Source data:
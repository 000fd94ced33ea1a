//! Lowering errors.

use weft_core::ResourceType;
use weft_types::TypeError;

/// Result type for lowering
pub type LowerResult<T> = Result<T, LowerError>;

/// Error raised while lowering an authored entity
///
/// Lowering stops at the first error; entries already recorded in the
/// mapping stay valid.
#[derive(Debug, Clone, PartialEq, Eq, thiserror::Error)]
pub enum LowerError {
    /// A node was authored without an entity to run
    #[error("node '{node}' has no entity to run")]
    MissingEntity {
        /// Authored node id
        node: String,
    },

    /// A node wraps something that cannot be run as a node
    #[error("node '{node}' wraps a {kind}, which cannot be serialized as a node")]
    NonSerializableEntity {
        /// Authored node id
        node: String,
        /// Kind of the wrapped entity
        kind: &'static str,
    },

    /// A reference points at a resource type nodes cannot target
    #[error("reference {reference} has unsupported resource type {resource_type}")]
    UnknownReferenceType {
        /// Referenced identifier
        reference: String,
        /// Its resource type
        resource_type: ResourceType,
    },

    /// A workflow embeds a reference to another workflow
    #[error("node '{node}' references a registered workflow; reference sub-workflows cannot be embedded")]
    ReferenceSubWorkflow {
        /// Authored node id
        node: String,
    },

    /// An entity depends on itself
    #[error("dependency cycle through {entity}")]
    Cycle {
        /// Entity reached again while still being lowered
        entity: String,
    },

    /// Two nodes of one workflow share an id once normalized
    #[error("node '{node}' of workflow '{workflow}' normalizes to '{normalized}', which another node already uses")]
    DuplicateNodeId {
        /// Workflow name
        workflow: String,
        /// Authored node id
        node: String,
        /// Normalized id both nodes map to
        normalized: String,
    },

    /// An auto-container task has no image
    #[error("task '{task}' has no image and no default image is configured")]
    MissingImage {
        /// Task name
        task: String,
    },

    /// A mapping entry has a different kind than its entity
    #[error("{entity} was lowered to a {found}, expected a {expected}")]
    UnexpectedSpec {
        /// Entity description
        entity: String,
        /// Expected kind
        expected: &'static str,
        /// Kind found in the mapping
        found: &'static str,
    },

    /// A declared type could not be mapped
    #[error("interface of {entity}: {source}")]
    Type {
        /// Entity description
        entity: String,
        /// Underlying failure
        #[source]
        source: TypeError,
    },
}

impl LowerError {
    /// Whether the failure comes from an unsupported declared type
    #[must_use]
    pub fn is_unsupported_type(&self) -> bool {
        matches!(self, Self::Type { source, .. } if source.is_unsupported())
    }
}

#[cfg(test)]
mod tests {
    use super::*;

    #[test]
    fn test_error_messages() {
        let err = LowerError::MissingEntity {
            node: "n0".to_string(),
        };
        assert_eq!(err.to_string(), "node 'n0' has no entity to run");

        let err = LowerError::UnknownReferenceType {
            reference: "dataset:p/d/x@v".to_string(),
            resource_type: ResourceType::Dataset,
        };
        assert!(err.to_string().contains("dataset"));
    }

    #[test]
    fn test_unsupported_type_detection() {
        let err = LowerError::Type {
            entity: "task 't'".to_string(),
            source: TypeError::UnsupportedType {
                native: "tuple".to_string(),
                reason: "no".to_string(),
            },
        };
        assert!(err.is_unsupported_type());
        assert!(!LowerError::Cycle {
            entity: "x".to_string()
        }
        .is_unsupported_type());
    }
}
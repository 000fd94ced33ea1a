//! Serialization settings stamped onto every registered resource.

use crate::error::{CoreError, CoreResult};
use crate::id::{Identifier, ResourceType};
use indexmap::IndexMap;
use serde::{Deserialize, Serialize};
use std::path::Path;

/// Settings for one registration run
///
/// `project`, `domain` and `version` are copied into every [`Identifier`]
/// produced during the run. The remaining fields fill in optional parts of
/// tasks and launch plans that the author left unset.
#[derive(Debug, Clone, PartialEq, Eq, Serialize, Deserialize)]
#[serde(deny_unknown_fields)]
pub struct SerializationSettings {
    /// Target project
    #[serde(default)]
    pub project: String,
    /// Target domain
    #[serde(default)]
    pub domain: String,
    /// Registration version
    #[serde(default)]
    pub version: String,
    /// Container image for tasks that do not name one
    #[serde(default)]
    pub image: Option<String>,
    /// Environment merged under every task container's own environment
    #[serde(default)]
    pub env: IndexMap<String, String>,
    /// Role assumed by launch plans that carry no auth role
    #[serde(default)]
    pub default_auth_role: Option<DefaultAuthRole>,
    /// Output location prefix for launch plans that carry none
    #[serde(default)]
    pub raw_output_prefix: Option<String>,
}

/// Launch plan role defaults
#[derive(Debug, Clone, Default, PartialEq, Eq, Serialize, Deserialize)]
#[serde(deny_unknown_fields)]
pub struct DefaultAuthRole {
    /// IAM-style role
    #[serde(default)]
    pub assumable_iam_role: Option<String>,
    /// Kubernetes service account
    #[serde(default)]
    pub kubernetes_service_account: Option<String>,
}

/// Values that take precedence over a settings file
///
/// Filled from command-line flags or the `WEFT_PROJECT`, `WEFT_DOMAIN`,
/// `WEFT_VERSION` and `WEFT_IMAGE` environment variables.
#[derive(Debug, Clone, Default, PartialEq, Eq)]
pub struct SettingsOverrides {
    /// Project
    pub project: Option<String>,
    /// Domain
    pub domain: Option<String>,
    /// Version
    pub version: Option<String>,
    /// Default image
    pub image: Option<String>,
}

impl SerializationSettings {
    /// Create settings with the required fields
    #[must_use]
    pub fn new(
        project: impl Into<String>,
        domain: impl Into<String>,
        version: impl Into<String>,
    ) -> Self {
        Self {
            project: project.into(),
            domain: domain.into(),
            version: version.into(),
            image: None,
            env: IndexMap::new(),
            default_auth_role: None,
            raw_output_prefix: None,
        }
    }

    /// Set the default container image
    #[must_use]
    pub fn with_image(mut self, image: impl Into<String>) -> Self {
        self.image = Some(image.into());
        self
    }

    /// Add a default environment variable
    #[must_use]
    pub fn with_env(mut self, key: impl Into<String>, value: impl Into<String>) -> Self {
        self.env.insert(key.into(), value.into());
        self
    }

    /// Set the default launch plan role
    #[must_use]
    pub fn with_default_auth_role(mut self, role: DefaultAuthRole) -> Self {
        self.default_auth_role = Some(role);
        self
    }

    /// Set the default raw output prefix
    #[must_use]
    pub fn with_raw_output_prefix(mut self, prefix: impl Into<String>) -> Self {
        self.raw_output_prefix = Some(prefix.into());
        self
    }

    /// Parse and validate settings from TOML
    ///
    /// # Errors
    ///
    /// Returns error if the document is malformed or a required field is empty
    pub fn from_toml_str(s: &str) -> CoreResult<Self> {
        let settings: Self = toml::from_str(s)?;
        settings.validate()?;
        Ok(settings)
    }

    /// Load and validate settings from a TOML file
    ///
    /// # Errors
    ///
    /// Returns error if the file cannot be read or fails validation
    pub fn load(path: impl AsRef<Path>) -> CoreResult<Self> {
        let settings = Self::read(path.as_ref())?;
        settings.validate()?;
        Ok(settings)
    }

    /// Layer `overrides` over an optional settings file, then validate
    ///
    /// The file may leave out fields the overrides supply.
    ///
    /// # Errors
    ///
    /// Returns error if the file cannot be read or parsed, or if a required
    /// field is still empty afterwards
    pub fn resolve(path: Option<&Path>, overrides: &SettingsOverrides) -> CoreResult<Self> {
        let base = match path {
            Some(path) => Self::read(path)?,
            None => Self::new("", "", ""),
        };
        let settings = base.with_overrides(overrides);
        settings.validate()?;
        Ok(settings)
    }

    /// Replace every field `overrides` sets
    #[must_use]
    pub fn with_overrides(mut self, overrides: &SettingsOverrides) -> Self {
        if let Some(project) = &overrides.project {
            self.project.clone_from(project);
        }
        if let Some(domain) = &overrides.domain {
            self.domain.clone_from(domain);
        }
        if let Some(version) = &overrides.version {
            self.version.clone_from(version);
        }
        if let Some(image) = &overrides.image {
            self.image = Some(image.clone());
        }
        self
    }

    fn read(path: &Path) -> CoreResult<Self> {
        let text = std::fs::read_to_string(path).map_err(|e| CoreError::Io {
            path: path.display().to_string(),
            message: e.to_string(),
        })?;
        Ok(toml::from_str(&text)?)
    }

    /// Check required fields
    ///
    /// # Errors
    ///
    /// Returns error naming the first empty required field
    pub fn validate(&self) -> CoreResult<()> {
        for (field, value) in [
            ("project", &self.project),
            ("domain", &self.domain),
            ("version", &self.version),
        ] {
            if value.trim().is_empty() {
                return Err(CoreError::Validation {
                    field: field.to_string(),
                    reason: "must not be empty".to_string(),
                });
            }
        }
        Ok(())
    }

    /// Build the identifier of a resource registered under these settings
    #[must_use]
    pub fn identifier(&self, resource_type: ResourceType, name: &str) -> Identifier {
        Identifier::new(
            resource_type,
            self.project.as_str(),
            self.domain.as_str(),
            name,
            self.version.as_str(),
        )
    }
}
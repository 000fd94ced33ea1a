//! weft wire model
//!
//! Control plane records produced by lowering: task, workflow and launch
//! plan specs, node and branch IR, interfaces, literals and bindings.
//! Records are plain data; constructing them never fails.

#![warn(missing_docs)]
#![warn(clippy::all)]

pub mod condition;
pub mod entity;
pub mod interface;
pub mod launch_plan;
pub mod literals;
pub mod task;
pub mod types;
pub mod workflow;

pub use condition::{
    BooleanExpression, BranchError, ComparisonExpression, ComparisonOperator,
    ConjunctionExpression, ConjunctionOperator, Operand,
};
pub use entity::ControlPlaneEntity;
pub use interface::{Parameter, ParameterMap, TypedInterface, Variable, VariableMap};
pub use launch_plan::{
    Annotations, AuthRole, Labels, LaunchPlan, LaunchPlanClosure, LaunchPlanMetadata,
    LaunchPlanSpec, LaunchPlanState, Notification, NotificationTarget, RawOutputDataConfig,
    Schedule, ScheduleExpression, WorkflowExecutionPhase,
};
pub use literals::{Binding, BindingData, Literal, LiteralMap, OutputReference, Primitive, Scalar};
pub use task::{
    Container, Identity, ResourceEntry, ResourceName, Resources, RetryStrategy, RuntimeMetadata,
    Secret, SecurityContext, TaskMetadata, TaskSpec, TaskTemplate,
};
pub use types::{BlobDimensionality, BlobType, LiteralType, SimpleType};
pub use workflow::{
    Alias, BranchNode, IfBlock, IfElseBlock, Node, NodeMetadata, NodeTarget, TaskNode,
    TaskNodeOverrides, WorkflowFailurePolicy, WorkflowMetadata, WorkflowMetadataDefaults,
    WorkflowNode, WorkflowSpec, WorkflowTemplate,
};
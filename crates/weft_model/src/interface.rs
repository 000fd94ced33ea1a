//! Typed interfaces of tasks, workflows and launch plans.

use crate::literals::Literal;
use crate::types::LiteralType;
use indexmap::IndexMap;
use serde::{Deserialize, Serialize};

/// A named, typed input or output
#[derive(Debug, Clone, PartialEq, Eq, Serialize, Deserialize)]
pub struct Variable {
    /// Declared type
    #[serde(rename = "type")]
    pub literal_type: LiteralType,
    /// Free-form description
    #[serde(default, skip_serializing_if = "String::is_empty")]
    pub description: String,
}

impl Variable {
    /// Variable with no description
    #[must_use]
    pub fn new(literal_type: LiteralType) -> Self {
        Self {
            literal_type,
            description: String::new(),
        }
    }
}

/// Variables by name
pub type VariableMap = IndexMap<String, Variable>;

/// Inputs and outputs of an executable entity
#[derive(Debug, Clone, Default, PartialEq, Eq, Serialize, Deserialize)]
pub struct TypedInterface {
    /// Inputs by name
    pub inputs: VariableMap,
    /// Outputs by name
    pub outputs: VariableMap,
}

/// A launch plan input with an optional default
#[derive(Debug, Clone, PartialEq, Serialize, Deserialize)]
pub struct Parameter {
    /// Declared variable
    pub var: Variable,
    /// Default used when the caller supplies nothing
    #[serde(default, skip_serializing_if = "Option::is_none")]
    pub default: Option<Literal>,
    /// Whether the caller must supply a value
    #[serde(default)]
    pub required: bool,
}

/// Parameters by name
pub type ParameterMap = IndexMap<String, Parameter>;
//! Type mapping errors.

use thiserror::Error;

/// Result type for type mapping
pub type TypeResult<T> = Result<T, TypeError>;

/// Error raised for types the control plane cannot represent
#[derive(Debug, Clone, PartialEq, Eq, Error)]
pub enum TypeError {
    /// The type has no structural representation
    #[error("type {native} is not supported: {reason}")]
    UnsupportedType {
        /// Offending type, in textual form
        native: String,
        /// Why it was rejected
        reason: String,
    },

    /// A record field failed to map
    #[error("field '{field}': {source}")]
    Field {
        /// Field name
        field: String,
        /// Underlying failure
        #[source]
        source: Box<TypeError>,
    },

    /// Textual type description is malformed
    #[error("cannot parse type '{input}' at {position}: {reason}")]
    Parse {
        /// Full input
        input: String,
        /// Byte offset of the failure
        position: usize,
        /// What was expected
        reason: String,
    },
}

impl TypeError {
    /// Innermost error, skipping field context
    #[must_use]
    pub fn root(&self) -> &TypeError {
        match self {
            Self::Field { source, .. } => source.root(),
            other => other,
        }
    }

    /// Whether the root cause is an unsupported type
    #[must_use]
    pub fn is_unsupported(&self) -> bool {
        matches!(self.root(), Self::UnsupportedType { .. })
    }
}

Exercise details: Exactly repeat the lines above, from the opening line through the one with "nodes cannot target", and include nothing else.

Task response:
repository 000fd94ced33ea1a
//! Lowering errors.

use weft_core::ResourceType;
use weft_types::TypeError;

/// Result type for lowering
pub type LowerResult<T> = Result<T, LowerError>;

/// Error raised while lowering an authored entity
///
/// Lowering stops at the first error; entries already recorded in the
/// mapping stay valid.
#[derive(Debug, Clone, PartialEq, Eq, thiserror::Error)]
pub enum LowerError {
    /// A node was authored without an entity to run
    #[error("node '{node}' has no entity to run")]
    MissingEntity {
        /// Authored node id
        node: String,
    },

    /// A node wraps something that cannot be run as a node
    #[error("node '{node}' wraps a {kind}, which cannot be serialized as a node")]
    NonSerializableEntity {
        /// Authored node id
        node: String,
        /// Kind of the wrapped entity
        kind: &'static str,
    },

    /// A reference points at a resource type nodes cannot target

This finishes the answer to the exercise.